Stored data:
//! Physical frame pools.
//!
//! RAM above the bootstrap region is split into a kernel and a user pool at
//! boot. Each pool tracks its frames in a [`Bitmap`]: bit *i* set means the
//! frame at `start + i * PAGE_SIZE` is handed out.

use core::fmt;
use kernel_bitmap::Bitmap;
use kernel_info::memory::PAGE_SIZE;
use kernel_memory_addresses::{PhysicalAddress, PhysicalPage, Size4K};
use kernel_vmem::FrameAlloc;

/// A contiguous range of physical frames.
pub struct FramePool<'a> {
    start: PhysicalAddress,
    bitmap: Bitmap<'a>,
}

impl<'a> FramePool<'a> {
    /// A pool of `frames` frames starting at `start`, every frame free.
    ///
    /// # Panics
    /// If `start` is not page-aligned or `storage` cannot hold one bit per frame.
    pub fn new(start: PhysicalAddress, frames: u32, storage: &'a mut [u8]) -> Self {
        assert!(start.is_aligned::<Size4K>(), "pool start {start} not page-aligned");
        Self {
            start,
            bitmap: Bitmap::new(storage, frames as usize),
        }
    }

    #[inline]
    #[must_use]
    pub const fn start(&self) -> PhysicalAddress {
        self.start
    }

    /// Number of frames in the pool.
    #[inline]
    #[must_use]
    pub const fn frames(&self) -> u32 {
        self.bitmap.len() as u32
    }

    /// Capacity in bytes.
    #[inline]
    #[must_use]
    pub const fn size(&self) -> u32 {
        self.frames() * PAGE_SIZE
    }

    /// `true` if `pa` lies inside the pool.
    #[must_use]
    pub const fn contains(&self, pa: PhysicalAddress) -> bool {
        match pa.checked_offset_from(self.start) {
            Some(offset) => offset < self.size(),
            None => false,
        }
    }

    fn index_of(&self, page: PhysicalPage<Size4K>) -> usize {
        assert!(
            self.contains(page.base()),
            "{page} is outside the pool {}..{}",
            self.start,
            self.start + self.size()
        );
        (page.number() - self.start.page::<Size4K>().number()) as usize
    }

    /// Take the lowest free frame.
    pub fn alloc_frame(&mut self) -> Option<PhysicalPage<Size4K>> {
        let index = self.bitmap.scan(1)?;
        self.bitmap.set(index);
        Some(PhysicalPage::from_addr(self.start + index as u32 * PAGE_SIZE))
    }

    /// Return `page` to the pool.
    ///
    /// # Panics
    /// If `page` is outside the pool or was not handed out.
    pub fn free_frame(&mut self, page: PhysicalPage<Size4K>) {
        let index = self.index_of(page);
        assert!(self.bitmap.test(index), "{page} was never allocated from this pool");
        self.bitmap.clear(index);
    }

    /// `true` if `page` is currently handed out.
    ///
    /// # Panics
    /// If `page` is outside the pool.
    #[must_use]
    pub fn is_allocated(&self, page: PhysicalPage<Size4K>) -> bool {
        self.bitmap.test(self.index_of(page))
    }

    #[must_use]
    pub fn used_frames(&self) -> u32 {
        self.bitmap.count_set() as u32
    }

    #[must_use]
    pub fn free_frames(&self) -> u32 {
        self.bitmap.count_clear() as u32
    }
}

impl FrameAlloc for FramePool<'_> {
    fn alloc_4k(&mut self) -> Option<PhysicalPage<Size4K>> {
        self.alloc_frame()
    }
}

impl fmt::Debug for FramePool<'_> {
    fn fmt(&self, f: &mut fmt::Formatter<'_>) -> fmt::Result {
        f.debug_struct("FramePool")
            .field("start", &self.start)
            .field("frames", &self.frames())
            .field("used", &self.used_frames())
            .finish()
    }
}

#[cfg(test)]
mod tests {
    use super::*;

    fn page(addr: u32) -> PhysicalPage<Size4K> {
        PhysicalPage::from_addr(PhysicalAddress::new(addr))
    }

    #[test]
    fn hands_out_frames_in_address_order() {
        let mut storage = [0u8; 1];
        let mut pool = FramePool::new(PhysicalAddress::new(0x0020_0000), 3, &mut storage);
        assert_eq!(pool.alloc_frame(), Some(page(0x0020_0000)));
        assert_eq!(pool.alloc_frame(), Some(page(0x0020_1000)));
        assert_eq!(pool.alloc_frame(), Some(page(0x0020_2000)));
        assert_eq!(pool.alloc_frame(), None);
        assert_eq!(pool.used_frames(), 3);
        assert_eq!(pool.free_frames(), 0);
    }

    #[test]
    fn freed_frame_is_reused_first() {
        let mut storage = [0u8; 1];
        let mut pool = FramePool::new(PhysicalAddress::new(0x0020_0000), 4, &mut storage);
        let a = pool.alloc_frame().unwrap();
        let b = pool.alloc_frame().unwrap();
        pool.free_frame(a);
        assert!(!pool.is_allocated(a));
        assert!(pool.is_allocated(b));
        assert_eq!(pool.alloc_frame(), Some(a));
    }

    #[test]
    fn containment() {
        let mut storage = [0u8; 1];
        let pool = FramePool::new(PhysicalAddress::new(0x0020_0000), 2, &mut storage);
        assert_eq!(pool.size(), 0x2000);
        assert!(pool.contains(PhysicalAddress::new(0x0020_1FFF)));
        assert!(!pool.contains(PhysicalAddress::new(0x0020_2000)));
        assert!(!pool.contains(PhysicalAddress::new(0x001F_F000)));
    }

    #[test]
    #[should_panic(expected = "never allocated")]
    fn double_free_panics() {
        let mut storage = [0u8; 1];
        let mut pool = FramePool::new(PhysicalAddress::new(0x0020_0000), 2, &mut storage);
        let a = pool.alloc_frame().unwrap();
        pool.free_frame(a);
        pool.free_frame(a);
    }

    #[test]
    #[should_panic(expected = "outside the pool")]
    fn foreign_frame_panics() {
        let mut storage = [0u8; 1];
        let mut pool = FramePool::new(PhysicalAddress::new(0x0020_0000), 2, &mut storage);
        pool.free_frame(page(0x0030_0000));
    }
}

Task goal — What is the number of lines above that hold the string "expected"? Answer with that number alone.

Exercise answer — 2